↓↓↓

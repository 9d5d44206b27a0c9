//! Constant values used on the right-hand side of predicates.
//!
//! Every literal is classified into a closed set of tags when it is turned into
//! a [`Value`]. The tag is chosen by the [`ToValue`] impl selected at compile
//! time, so an `i64` never becomes a `bool` and `None` always becomes
//! [`Value::Null`].

use std::any::Any;
use std::cmp::Ordering;
use std::fmt;

use chrono::{DateTime, Utc};
use serde::{Deserialize, Serialize};

use crate::error::{QueryError, Result};

/// A reference to another model instance.
#[derive(Debug, Clone, PartialEq, Eq, Hash, Serialize, Deserialize)]
pub struct ObjectRef {
    /// Entity name of the referenced model.
    pub entity: String,
    /// Identifier of the referenced instance.
    pub id: String,
}

impl ObjectRef {
    /// Creates a new object reference.
    #[must_use]
    pub fn new(entity: impl Into<String>, id: impl Into<String>) -> Self {
        Self {
            entity: entity.into(),
            id: id.into(),
        }
    }
}

/// A constant value.
#[derive(Debug, Clone, PartialEq, Serialize, Deserialize)]
pub enum Value {
    /// Explicit null.
    Null,
    /// Boolean value.
    Bool(bool),
    /// Integer value.
    Int(i64),
    /// Floating point value.
    Float(f64),
    /// Text value.
    String(String),
    /// Point in time.
    Date(DateTime<Utc>),
    /// Binary value.
    Bytes(Vec<u8>),
    /// Reference to another model instance.
    Object(ObjectRef),
    /// Ordered list of values, used by `IN` and `BETWEEN`.
    Array(Vec<Value>),
}

impl Value {
    /// Returns whether this is [`Value::Null`].
    #[must_use]
    pub const fn is_null(&self) -> bool {
        matches!(self, Self::Null)
    }

    /// Returns a short name for the value's tag.
    #[must_use]
    pub const fn kind(&self) -> &'static str {
        match self {
            Self::Null => "null",
            Self::Bool(_) => "bool",
            Self::Int(_) => "int",
            Self::Float(_) => "float",
            Self::String(_) => "string",
            Self::Date(_) => "date",
            Self::Bytes(_) => "bytes",
            Self::Object(_) => "object",
            Self::Array(_) => "array",
        }
    }

    /// Returns the value as a float if it is numeric.
    #[must_use]
    #[allow(clippy::cast_precision_loss)]
    pub fn as_f64(&self) -> Option<f64> {
        match self {
            Self::Int(n) => Some(*n as f64),
            Self::Float(x) => Some(*x),
            _ => None,
        }
    }

    /// Orders two values of compatible kinds.
    ///
    /// Integers and floats compare numerically with each other. Null and
    /// values of unrelated kinds have no order.
    #[must_use]
    pub fn partial_compare(&self, other: &Self) -> Option<Ordering> {
        match (self, other) {
            (Self::Int(a), Self::Int(b)) => Some(a.cmp(b)),
            (Self::Int(_) | Self::Float(_), Self::Int(_) | Self::Float(_)) => {
                self.as_f64()?.partial_cmp(&other.as_f64()?)
            }
            (Self::Bool(a), Self::Bool(b)) => Some(a.cmp(b)),
            (Self::String(a), Self::String(b)) => Some(a.cmp(b)),
            (Self::Date(a), Self::Date(b)) => Some(a.cmp(b)),
            (Self::Bytes(a), Self::Bytes(b)) => Some(a.cmp(b)),
            _ => None,
        }
    }

    /// Classifies a dynamically typed literal.
    ///
    /// Literals whose concrete type is not one of the recognized categories
    /// fail with [`QueryError::UnrepresentableValue`]; they are never turned
    /// into a null constant.
    ///
    /// # Errors
    ///
    /// Returns [`QueryError::UnrepresentableValue`] when `T` is not a known
    /// literal type, or when an unsigned value does not fit in an `i64`.
    pub fn from_any<T: Any>(value: &T) -> Result<Self> {
        let any = value as &dyn Any;

        macro_rules! classify {
            ($($ty:ty),* $(,)?) => {
                $(
                    if let Some(v) = any.downcast_ref::<$ty>() {
                        return Ok(v.clone().to_value());
                    }
                    if let Some(v) = any.downcast_ref::<Option<$ty>>() {
                        return Ok(v.clone().to_value());
                    }
                )*
            };
        }

        classify!(
            bool,
            i8,
            i16,
            i32,
            i64,
            u8,
            u16,
            u32,
            f32,
            f64,
            String,
            &'static str,
            DateTime<Utc>,
            Vec<u8>,
            ObjectRef,
            Value,
        );

        if let Some(v) = any.downcast_ref::<u64>() {
            return Self::try_from(*v);
        }
        if let Some(v) = any.downcast_ref::<usize>() {
            return Self::try_from(*v);
        }

        Err(QueryError::UnrepresentableValue {
            type_name: std::any::type_name::<T>(),
        })
    }
}

impl fmt::Display for Value {
    fn fmt(&self, f: &mut fmt::Formatter<'_>) -> fmt::Result {
        match self {
            Self::Null => write!(f, "nil"),
            Self::Bool(b) => write!(f, "{b}"),
            Self::Int(n) => write!(f, "{n}"),
            Self::Float(x) => write!(f, "{x}"),
            Self::String(s) => {
                let escaped = s.replace('\\', "\\\\").replace('"', "\\\"");
                write!(f, "\"{escaped}\"")
            }
            Self::Date(d) => write!(f, "\"{}\"", d.to_rfc3339()),
            Self::Bytes(b) => {
                let hex: String = b.iter().map(|byte| format!("{byte:02x}")).collect();
                write!(f, "<{hex}>")
            }
            Self::Object(o) => write!(f, "<{}:{}>", o.entity, o.id),
            Self::Array(items) => {
                write!(f, "{{")?;
                for (i, item) in items.iter().enumerate() {
                    if i > 0 {
                        write!(f, ", ")?;
                    }
                    write!(f, "{item}")?;
                }
                write!(f, "}}")
            }
        }
    }
}

/// Trait for literal types that can be turned into a constant [`Value`].
pub trait ToValue {
    /// Converts the literal to a `Value`.
    fn to_value(self) -> Value;
}

impl ToValue for Value {
    fn to_value(self) -> Value {
        self
    }
}

impl ToValue for bool {
    fn to_value(self) -> Value {
        Value::Bool(self)
    }
}

macro_rules! int_to_value {
    ($($ty:ty),*) => {
        $(
            impl ToValue for $ty {
                fn to_value(self) -> Value {
                    Value::Int(i64::from(self))
                }
            }
        )*
    };
}

int_to_value!(i8, i16, i32, i64, u8, u16, u32);

impl ToValue for f64 {
    fn to_value(self) -> Value {
        Value::Float(self)
    }
}

impl ToValue for f32 {
    fn to_value(self) -> Value {
        Value::Float(f64::from(self))
    }
}

impl ToValue for String {
    fn to_value(self) -> Value {
        Value::String(self)
    }
}

impl ToValue for &str {
    fn to_value(self) -> Value {
        Value::String(String::from(self))
    }
}

impl ToValue for DateTime<Utc> {
    fn to_value(self) -> Value {
        Value::Date(self)
    }
}

impl ToValue for Vec<u8> {
    fn to_value(self) -> Value {
        Value::Bytes(self)
    }
}

impl ToValue for ObjectRef {
    fn to_value(self) -> Value {
        Value::Object(self)
    }
}

impl<T: ToValue> ToValue for Option<T> {
    fn to_value(self) -> Value {
        match self {
            Some(v) => v.to_value(),
            None => Value::Null,
        }
    }
}

macro_rules! try_wide_int {
    ($($ty:ty),*) => {
        $(
            impl TryFrom<$ty> for Value {
                type Error = QueryError;

                fn try_from(value: $ty) -> Result<Self> {
                    i64::try_from(value)
                        .map(Value::Int)
                        .map_err(|_| QueryError::UnrepresentableValue {
                            type_name: stringify!($ty),
                        })
                }
            }
        )*
    };
}

try_wide_int!(u64, usize, i128, u128);

#[cfg(test)]
mod tests {
    use super::*;

    #[test]
    fn test_scalars_keep_their_tag() {
        assert_eq!(42_i32.to_value(), Value::Int(42));
        assert_eq!(true.to_value(), Value::Bool(true));
        assert_eq!(1.5_f64.to_value(), Value::Float(1.5));
        assert_eq!("kyle".to_value(), Value::String(String::from("kyle")));
    }

    #[test]
    fn test_none_becomes_explicit_null() {
        assert_eq!(Option::<i64>::None.to_value(), Value::Null);
        assert_eq!(Some(7_i64).to_value(), Value::Int(7));
    }

    #[test]
    fn test_from_any_classifies_known_types() {
        assert_eq!(Value::from_any(&3_i64).unwrap(), Value::Int(3));
        assert_eq!(Value::from_any(&false).unwrap(), Value::Bool(false));
        assert_eq!(
            Value::from_any(&String::from("a")).unwrap(),
            Value::String(String::from("a"))
        );
        assert_eq!(Value::from_any(&Option::<String>::None).unwrap(), Value::Null);
    }

    #[test]
    fn test_from_any_rejects_unknown_types() {
        struct Opaque;
        let err = Value::from_any(&Opaque).unwrap_err();
        assert!(matches!(err, QueryError::UnrepresentableValue { .. }));
    }

    #[test]
    fn test_wide_unsigned_overflow_is_rejected() {
        assert_eq!(Value::try_from(5_u64).unwrap(), Value::Int(5));
        let err = Value::try_from(u64::MAX).unwrap_err();
        assert!(matches!(
            err,
            QueryError::UnrepresentableValue { type_name: "u64" }
        ));
    }

    #[test]
    fn test_partial_compare_crosses_numeric_kinds() {
        assert_eq!(Value::Int(2).partial_compare(&Value::Float(1.5)), Some(Ordering::Greater));
        assert_eq!(Value::Float(2.0).partial_compare(&Value::Int(2)), Some(Ordering::Equal));
        assert_eq!(Value::Int(1).partial_compare(&Value::String(String::from("1"))), None);
        assert_eq!(Value::Null.partial_compare(&Value::Null), None);
    }

    #[test]
    fn test_display() {
        assert_eq!(Value::Null.to_string(), "nil");
        assert_eq!(Value::String(String::from("a\"b")).to_string(), "\"a\\\"b\"");
        assert_eq!(
            Value::Array(vec![Value::Int(1), Value::Int(2)]).to_string(),
            "{1, 2}"
        );
        assert_eq!(
            Value::Object(ObjectRef::new("Person", "7")).to_string(),
            "<Person:7>"
        );
    }
}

↑↑↑

Copy whichever lines of the records above contain the word "usize".

        if let Some(v) = any.downcast_ref::<usize>() {
try_wide_int!(u64, usize, i128, u128);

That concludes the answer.